Oil-producing companies that have a high level of debt may struggle to endure this period. A company like Sasol has had issues with its Lake Charles project which has been delayed and is over budget. This, coupled with the collapse in the oil price, has left the company in a difficult position where there is potentially a risk that an investor could suffer an absolute loss of their capital.
Investing in oil stocks in the current environment could be seen as a high risk, high reward trade-off.
Other stocks both locally and globally appear to be very attractively priced while potentially carrying less risk than oil stocks.
You may want to first consider other stocks before making a decision.

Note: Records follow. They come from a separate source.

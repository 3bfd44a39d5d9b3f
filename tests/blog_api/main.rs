//! Blog API Tests
//!
//! Exercises the public `branchblog` facade end to end:
//! - Typed `Blog` operations
//! - JSON command transport
//! - Configuration loading

mod facade;
mod transport;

An oil and gas company that Orbis is holding in its global equity portfolio at a relatively small allocation is Total SA. This would be the first company that I would consider based on the fact that a respected asset manager has included it in its portfolio, indicating that it has been researched as an investment prospect.
Trading platforms to access stocks
Selecting a trading platform is a bit like picking a new car. It’s different for each person as they can vary significantly in many aspects. Some may be more suitable or palatable than others.
There are several trading platforms which are available for self-investors. These platforms will likely have different fee structures and different minimum investment requirements which all need to be considered alongside your investment strategy to find the most suitable one for you.
Trading platforms can also have a limited array of underlying stocks which are accessible by investors, while other trading platforms can follow an open architecture approach where there is a wide range of investment opportunities. I would suggest that you consider your long-term investment strategy as well as the underlying stocks that you would like to invest in. This will help you to see which online trading platforms are best suited to your needs.
The views expressed are my opinion, not a recommendation, and should not be used as financial advice. I would encourage you to seek comprehensive financial advice that is based on your circumstances and your overall financial plan.